DATASET RECORDS =
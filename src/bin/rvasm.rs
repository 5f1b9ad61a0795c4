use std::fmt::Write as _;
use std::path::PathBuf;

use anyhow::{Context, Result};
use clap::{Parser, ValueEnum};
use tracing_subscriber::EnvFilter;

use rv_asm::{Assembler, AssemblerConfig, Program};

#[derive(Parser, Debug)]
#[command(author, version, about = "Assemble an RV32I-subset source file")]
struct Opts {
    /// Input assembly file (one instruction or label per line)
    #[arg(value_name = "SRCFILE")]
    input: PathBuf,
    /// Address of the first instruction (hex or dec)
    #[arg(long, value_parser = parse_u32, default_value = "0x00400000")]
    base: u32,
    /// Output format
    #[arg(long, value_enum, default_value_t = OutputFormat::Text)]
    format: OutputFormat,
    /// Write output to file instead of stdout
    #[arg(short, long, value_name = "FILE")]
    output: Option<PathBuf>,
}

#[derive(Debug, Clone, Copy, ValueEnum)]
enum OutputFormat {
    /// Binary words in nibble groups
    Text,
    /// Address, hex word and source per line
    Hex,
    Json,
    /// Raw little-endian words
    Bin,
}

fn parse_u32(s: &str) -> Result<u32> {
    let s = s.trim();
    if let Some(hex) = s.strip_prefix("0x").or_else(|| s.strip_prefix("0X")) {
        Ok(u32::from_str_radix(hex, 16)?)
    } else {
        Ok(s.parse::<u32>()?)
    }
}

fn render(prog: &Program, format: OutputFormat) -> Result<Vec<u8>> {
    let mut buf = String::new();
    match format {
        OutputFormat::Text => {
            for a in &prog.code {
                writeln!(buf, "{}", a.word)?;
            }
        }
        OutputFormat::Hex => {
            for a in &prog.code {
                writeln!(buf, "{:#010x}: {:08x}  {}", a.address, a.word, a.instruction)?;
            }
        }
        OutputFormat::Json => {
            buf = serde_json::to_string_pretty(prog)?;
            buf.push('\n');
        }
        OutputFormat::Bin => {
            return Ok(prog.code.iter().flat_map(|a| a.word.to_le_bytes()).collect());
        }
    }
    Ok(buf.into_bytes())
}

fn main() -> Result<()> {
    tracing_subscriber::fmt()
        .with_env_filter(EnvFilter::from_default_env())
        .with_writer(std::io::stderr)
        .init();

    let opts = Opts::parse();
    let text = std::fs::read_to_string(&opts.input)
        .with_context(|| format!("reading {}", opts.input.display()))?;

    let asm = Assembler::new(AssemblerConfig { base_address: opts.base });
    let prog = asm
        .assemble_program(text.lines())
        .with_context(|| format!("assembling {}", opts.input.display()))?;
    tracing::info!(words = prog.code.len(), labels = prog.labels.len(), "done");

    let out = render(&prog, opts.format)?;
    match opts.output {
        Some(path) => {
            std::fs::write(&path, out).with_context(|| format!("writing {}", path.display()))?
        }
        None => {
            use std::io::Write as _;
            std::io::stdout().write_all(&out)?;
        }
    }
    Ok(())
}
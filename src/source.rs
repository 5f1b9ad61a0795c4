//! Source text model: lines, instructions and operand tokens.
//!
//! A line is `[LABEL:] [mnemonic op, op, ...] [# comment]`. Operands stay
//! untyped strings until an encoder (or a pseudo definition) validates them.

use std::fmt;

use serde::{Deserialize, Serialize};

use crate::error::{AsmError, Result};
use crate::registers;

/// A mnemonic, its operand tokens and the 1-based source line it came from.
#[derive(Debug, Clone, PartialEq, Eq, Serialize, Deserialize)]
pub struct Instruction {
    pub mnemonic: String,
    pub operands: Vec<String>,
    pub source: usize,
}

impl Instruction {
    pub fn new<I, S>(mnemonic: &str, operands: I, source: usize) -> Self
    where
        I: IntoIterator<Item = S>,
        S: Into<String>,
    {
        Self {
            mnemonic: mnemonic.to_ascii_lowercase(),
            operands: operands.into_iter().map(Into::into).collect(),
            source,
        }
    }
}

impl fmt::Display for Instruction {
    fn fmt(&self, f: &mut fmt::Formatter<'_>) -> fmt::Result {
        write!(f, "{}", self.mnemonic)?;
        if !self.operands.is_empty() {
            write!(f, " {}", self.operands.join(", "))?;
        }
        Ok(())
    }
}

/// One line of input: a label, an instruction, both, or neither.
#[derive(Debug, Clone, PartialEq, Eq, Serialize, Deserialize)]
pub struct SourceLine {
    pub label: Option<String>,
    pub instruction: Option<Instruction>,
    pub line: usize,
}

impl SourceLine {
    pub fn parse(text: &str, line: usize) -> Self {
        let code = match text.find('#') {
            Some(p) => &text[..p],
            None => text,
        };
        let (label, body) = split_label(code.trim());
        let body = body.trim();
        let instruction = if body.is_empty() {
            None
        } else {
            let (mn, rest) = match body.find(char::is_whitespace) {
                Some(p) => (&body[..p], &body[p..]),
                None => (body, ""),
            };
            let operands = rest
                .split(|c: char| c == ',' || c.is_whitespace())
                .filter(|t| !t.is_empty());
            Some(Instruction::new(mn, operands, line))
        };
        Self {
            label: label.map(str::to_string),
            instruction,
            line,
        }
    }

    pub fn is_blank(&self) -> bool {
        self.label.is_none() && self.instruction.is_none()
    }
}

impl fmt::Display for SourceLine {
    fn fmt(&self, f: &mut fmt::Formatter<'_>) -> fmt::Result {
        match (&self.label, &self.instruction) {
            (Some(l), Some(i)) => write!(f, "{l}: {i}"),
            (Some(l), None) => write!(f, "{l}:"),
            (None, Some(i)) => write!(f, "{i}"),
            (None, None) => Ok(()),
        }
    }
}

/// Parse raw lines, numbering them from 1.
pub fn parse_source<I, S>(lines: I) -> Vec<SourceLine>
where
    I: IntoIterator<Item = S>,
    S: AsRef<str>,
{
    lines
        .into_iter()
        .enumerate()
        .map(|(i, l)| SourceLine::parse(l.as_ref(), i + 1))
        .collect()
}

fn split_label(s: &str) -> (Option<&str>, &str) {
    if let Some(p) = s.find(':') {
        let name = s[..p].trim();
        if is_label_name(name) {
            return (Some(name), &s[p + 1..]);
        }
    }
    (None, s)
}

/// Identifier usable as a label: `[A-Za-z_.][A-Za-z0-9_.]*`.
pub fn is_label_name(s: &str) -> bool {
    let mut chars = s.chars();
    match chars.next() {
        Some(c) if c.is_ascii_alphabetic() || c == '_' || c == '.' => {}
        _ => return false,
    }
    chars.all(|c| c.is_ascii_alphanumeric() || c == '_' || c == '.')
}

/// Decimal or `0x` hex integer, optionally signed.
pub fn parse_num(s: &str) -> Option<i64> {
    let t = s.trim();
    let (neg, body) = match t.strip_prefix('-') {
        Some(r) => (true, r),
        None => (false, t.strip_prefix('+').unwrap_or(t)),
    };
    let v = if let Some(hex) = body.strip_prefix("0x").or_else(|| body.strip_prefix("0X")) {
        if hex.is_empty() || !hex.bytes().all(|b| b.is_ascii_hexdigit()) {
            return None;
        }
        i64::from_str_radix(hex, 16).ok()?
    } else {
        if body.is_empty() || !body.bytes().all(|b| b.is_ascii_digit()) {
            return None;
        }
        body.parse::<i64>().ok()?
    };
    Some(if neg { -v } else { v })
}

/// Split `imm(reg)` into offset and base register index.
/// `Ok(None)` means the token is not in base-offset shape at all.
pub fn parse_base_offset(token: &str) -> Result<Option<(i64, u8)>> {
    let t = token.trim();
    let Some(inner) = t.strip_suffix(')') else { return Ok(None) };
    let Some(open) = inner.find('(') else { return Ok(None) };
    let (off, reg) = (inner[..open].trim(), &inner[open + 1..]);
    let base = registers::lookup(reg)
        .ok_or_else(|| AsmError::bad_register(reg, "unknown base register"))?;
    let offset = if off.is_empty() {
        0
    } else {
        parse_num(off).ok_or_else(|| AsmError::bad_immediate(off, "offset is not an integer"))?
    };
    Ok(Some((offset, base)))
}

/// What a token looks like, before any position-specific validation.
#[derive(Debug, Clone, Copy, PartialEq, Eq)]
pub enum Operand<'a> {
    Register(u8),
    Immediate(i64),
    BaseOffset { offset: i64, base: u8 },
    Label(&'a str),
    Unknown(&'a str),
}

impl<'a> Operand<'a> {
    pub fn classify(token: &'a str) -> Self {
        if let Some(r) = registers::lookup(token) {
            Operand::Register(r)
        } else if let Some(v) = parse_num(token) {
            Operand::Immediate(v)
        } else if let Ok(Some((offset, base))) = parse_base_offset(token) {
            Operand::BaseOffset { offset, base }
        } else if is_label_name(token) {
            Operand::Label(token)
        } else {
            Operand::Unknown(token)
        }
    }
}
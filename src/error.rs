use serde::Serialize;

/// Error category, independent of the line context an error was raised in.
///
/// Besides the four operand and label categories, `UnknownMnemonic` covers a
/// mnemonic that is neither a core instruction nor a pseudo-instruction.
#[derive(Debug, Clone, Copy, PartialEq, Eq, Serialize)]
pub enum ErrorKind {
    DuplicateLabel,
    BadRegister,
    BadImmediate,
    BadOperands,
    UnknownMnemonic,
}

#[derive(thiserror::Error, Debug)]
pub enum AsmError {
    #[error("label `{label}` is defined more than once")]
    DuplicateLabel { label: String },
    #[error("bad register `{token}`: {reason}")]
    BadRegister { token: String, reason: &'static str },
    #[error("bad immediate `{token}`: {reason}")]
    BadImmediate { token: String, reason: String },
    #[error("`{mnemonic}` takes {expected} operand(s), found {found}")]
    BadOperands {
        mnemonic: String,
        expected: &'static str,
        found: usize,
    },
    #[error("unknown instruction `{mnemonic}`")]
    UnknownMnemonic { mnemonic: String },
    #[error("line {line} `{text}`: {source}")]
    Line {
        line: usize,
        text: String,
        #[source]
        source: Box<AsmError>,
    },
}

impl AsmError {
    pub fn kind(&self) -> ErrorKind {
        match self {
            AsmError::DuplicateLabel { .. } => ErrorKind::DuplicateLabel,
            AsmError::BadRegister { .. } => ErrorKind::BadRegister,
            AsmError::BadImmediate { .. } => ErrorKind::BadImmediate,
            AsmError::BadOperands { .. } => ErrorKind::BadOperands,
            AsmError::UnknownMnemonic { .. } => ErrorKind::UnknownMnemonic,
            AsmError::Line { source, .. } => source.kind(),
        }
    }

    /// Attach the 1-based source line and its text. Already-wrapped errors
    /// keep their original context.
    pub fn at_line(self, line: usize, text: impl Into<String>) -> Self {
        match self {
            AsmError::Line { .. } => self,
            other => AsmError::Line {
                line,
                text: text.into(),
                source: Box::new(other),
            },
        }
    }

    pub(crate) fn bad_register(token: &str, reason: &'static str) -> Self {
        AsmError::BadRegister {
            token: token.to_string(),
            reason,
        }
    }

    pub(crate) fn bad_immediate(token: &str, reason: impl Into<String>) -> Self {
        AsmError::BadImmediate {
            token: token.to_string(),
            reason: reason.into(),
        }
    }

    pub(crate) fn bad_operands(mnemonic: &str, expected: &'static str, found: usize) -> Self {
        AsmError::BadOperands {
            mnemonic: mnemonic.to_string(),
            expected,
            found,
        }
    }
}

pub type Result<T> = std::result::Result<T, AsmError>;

ASSIGNED TASK =
List, from the entries above, every line in which the word "stdout" shows up.

WRITTEN REPLY =
    /// Write output to file instead of stdout
            std::io::stdout().write_all(&out)?;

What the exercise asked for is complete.